Donc, vous n’avez pas de statut juridique ?

On n’a aucun statut juridique.

Et vous ne faites rien, non plus, pour aller vers cela ?

Ce n’est pas évident. Déjà, c’est tout un problème d’adapter le Code de la famille aux réalités religieuses, malgré les revendications de certains imams. Donc, imaginer un encadrement juridique pour définir les critères comme, entre autres, le fait d’avoir un diplôme, n’est pas pensable. Surtout que le Sénégal est un pays laïc.

Est-ce qu’il y a un mandat défini dans le temps pour l’imam ?

Non. C’est un métier à vie. Mais à condition que l’imam ne fasse pas de grands péchés. Par exemple le vol, l’adultère, etc. En cas de délit, il est permis de le destituer ou le révoquer.

Que dit l’islam sur la succession familiale dans l’imamat ?

Le mode de dévolution ne doit pas être familial. Succéder à un parent n’est pas une obligation. Ce n’est pas non plus interdit, à condition que le successeur remplisse tous les critères.
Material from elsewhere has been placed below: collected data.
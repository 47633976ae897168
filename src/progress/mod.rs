//! Hierarchical unit-count progress and cooperative cancellation.
//!
//! Batch operations report progress through a tree of [`Progress`]
//! reporters: the root covers the whole operation, and each phase or
//! per-item task gets a child covering a fixed share of the parent's
//! units. All counters are atomic, so parallel tasks advance the same
//! reporter without locks. [`CancelToken`] is the cooperative stop flag
//! those tasks poll between units of work.

use std::fmt;
use std::sync::atomic::{AtomicBool, AtomicU64, Ordering};
use std::sync::Arc;

use crate::error::LabelpackError;

/// Scaled-integer resolution for fractional child contributions.
const SCALE: u64 = 1_000_000;

/// A shareable fraction observer, as accepted by the batch operations'
/// option structs.
pub type ProgressFn = Arc<dyn Fn(f64) + Send + Sync>;

struct Inner {
    scaled_total: u64,
    scaled_done: AtomicU64,
    parent: Option<ParentLink>,
    observer: Option<ProgressFn>,
}

struct ParentLink {
    parent: Progress,
    scaled_share: u64,
    contributed: AtomicU64,
}

/// A shareable progress reporter counting completed units of a fixed
/// total.
///
/// Reporters form a tree: a child created with [`child`](Progress::child)
/// counts `child_total` units of its own and, as they complete, feeds
/// up to `parent_units` of its parent's units through, proportionally
/// along the way. Advancement is atomic; [`fraction`](Progress::fraction)
/// is clamped to 1.0 and never moves backwards.
#[derive(Clone)]
pub struct Progress(Arc<Inner>);

impl Progress {
    /// Creates a root reporter over `total` units. A zero-unit reporter
    /// reads as already finished.
    pub fn new(total: u64) -> Self {
        Self::build(total, None, None)
    }

    /// Creates a root reporter whose observer receives the new fraction
    /// after every change. Concurrent advances may deliver fractions out
    /// of order; the last delivered value is the true one.
    pub fn with_observer(total: u64, observer: impl Fn(f64) + Send + Sync + 'static) -> Self {
        Self::build(total, None, Some(Arc::new(observer)))
    }

    /// Creates a child reporter covering `parent_units` of this
    /// reporter's units. Completing all `child_total` child units
    /// advances the parent by exactly `parent_units`.
    pub fn child(&self, parent_units: u64, child_total: u64) -> Progress {
        Self::build(
            child_total,
            Some(ParentLink {
                parent: self.clone(),
                scaled_share: parent_units.saturating_mul(SCALE),
                contributed: AtomicU64::new(0),
            }),
            None,
        )
    }

    fn build(total: u64, parent: Option<ParentLink>, observer: Option<ProgressFn>) -> Self {
        Self(Arc::new(Inner {
            scaled_total: total.saturating_mul(SCALE),
            scaled_done: AtomicU64::new(0),
            parent,
            observer,
        }))
    }

    /// Records `n` completed units.
    pub fn advance(&self, n: u64) {
        self.advance_scaled(n.saturating_mul(SCALE));
    }

    /// Forces this reporter to finished and credits any outstanding
    /// remainder of its parent share (covers skipped or dropped units).
    /// Safe to call more than once.
    pub fn complete(&self) {
        self.0
            .scaled_done
            .fetch_max(self.0.scaled_total, Ordering::Relaxed);
        self.sync_parent(true);
        self.notify();
    }

    /// The completed fraction in `[0, 1]`; 1.0 for a zero-unit reporter.
    pub fn fraction(&self) -> f64 {
        if self.0.scaled_total == 0 {
            return 1.0;
        }
        let done = self
            .0
            .scaled_done
            .load(Ordering::Relaxed)
            .min(self.0.scaled_total);
        done as f64 / self.0.scaled_total as f64
    }

    fn advance_scaled(&self, scaled: u64) {
        self.0.scaled_done.fetch_add(scaled, Ordering::Relaxed);
        self.sync_parent(false);
        self.notify();
    }

    /// Brings the parent's view of this reporter in line with its own
    /// completion, feeding through only the delta since the last sync.
    /// `contributed` tracks the high-water mark so racing advances never
    /// double-credit the parent.
    fn sync_parent(&self, finished: bool) {
        let Some(link) = &self.0.parent else { return };
        let target = if finished || self.0.scaled_total == 0 {
            link.scaled_share
        } else {
            let done = self
                .0
                .scaled_done
                .load(Ordering::Relaxed)
                .min(self.0.scaled_total) as u128;
            (link.scaled_share as u128 * done / self.0.scaled_total as u128) as u64
        };
        let prior = link.contributed.fetch_max(target, Ordering::Relaxed);
        if target > prior {
            link.parent.advance_scaled(target - prior);
        }
    }

    fn notify(&self) {
        if let Some(observer) = &self.0.observer {
            observer(self.fraction());
        }
    }
}

impl fmt::Debug for Progress {
    fn fmt(&self, f: &mut fmt::Formatter<'_>) -> fmt::Result {
        f.debug_struct("Progress")
            .field("fraction", &self.fraction())
            .finish()
    }
}

/// A shared cooperative cancellation flag.
///
/// Clones observe the same flag. Cancellation is a request: in-flight
/// per-item tasks notice it at their next poll and abort, and the batch
/// operation returns [`Cancelled`](LabelpackError::Cancelled) with no
/// partial output.
#[derive(Clone, Debug, Default)]
pub struct CancelToken(Arc<AtomicBool>);

impl CancelToken {
    /// Creates a token in the not-cancelled state.
    pub fn new() -> Self {
        Self::default()
    }

    /// Requests cancellation. Idempotent.
    pub fn cancel(&self) {
        self.0.store(true, Ordering::Relaxed);
    }

    /// Returns true once cancellation has been requested.
    pub fn is_cancelled(&self) -> bool {
        self.0.load(Ordering::Relaxed)
    }

    /// Returns `Err(Cancelled)` once cancellation has been requested.
    pub fn check(&self) -> Result<(), LabelpackError> {
        if self.is_cancelled() {
            Err(LabelpackError::Cancelled)
        } else {
            Ok(())
        }
    }
}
Qu’il soit choisi par la communauté et qu’il ait une légitimité.

Pour en revenir à la désignation, qui doit choisir l’imam ?

Un groupe reconnu sage et qui est à la hauteur. Un groupe à qui on donne la responsabilité de choisir. Sinon, c’est un chef religieux à qui on confie la tâche. Plus généralement, et c’est la nouvelle tendance, c’est un homme qui construit à lui-seul une mosquée, qui choisit son propre imam. Personnellement, je trouve que c’est la solution pour éradiquer les divergences dans la désignation des imams. Puisque la seule cause de ces divisions reste le fait que tout un chacun se légitime de par sa participation, lors de la construction de la mosquée. Mais il est clair que si c’est une personne qui a acheté son terrain et bâti seul une mosquée, il est libre de choisir celui en qui il a confiance.

Mais toujours est-il que les critères doivent être remplis.

Dans les critères, vous n’avez en aucun moment visé le sexe. Cela voudrait-il dire qu’une femme peut être imam ?

Dans la tradition prophétique, une femme ne peut pas être imam. Certes, il y a des écoles en islam qui acceptent qu’une femme dirige ses pairs, mais l’école malikite, qui est celle suivie par presque toute l’Afrique de l’Ouest, réfute une telle pratique.

Selon la charia, l’imamat et le khalifat ne sont pas attribués aux femmes. N’empêche, la femme doit être au même niveau de connaissance que l’homme. Elle peut et elle doit enseigner les sciences islamiques, au même titre que l’homme. Ceux qui légitiment l’imamat de la femme peuvent se justifier de la modernité ou les tendances féministes. Mais encore une fois, la religion ne le permet pas.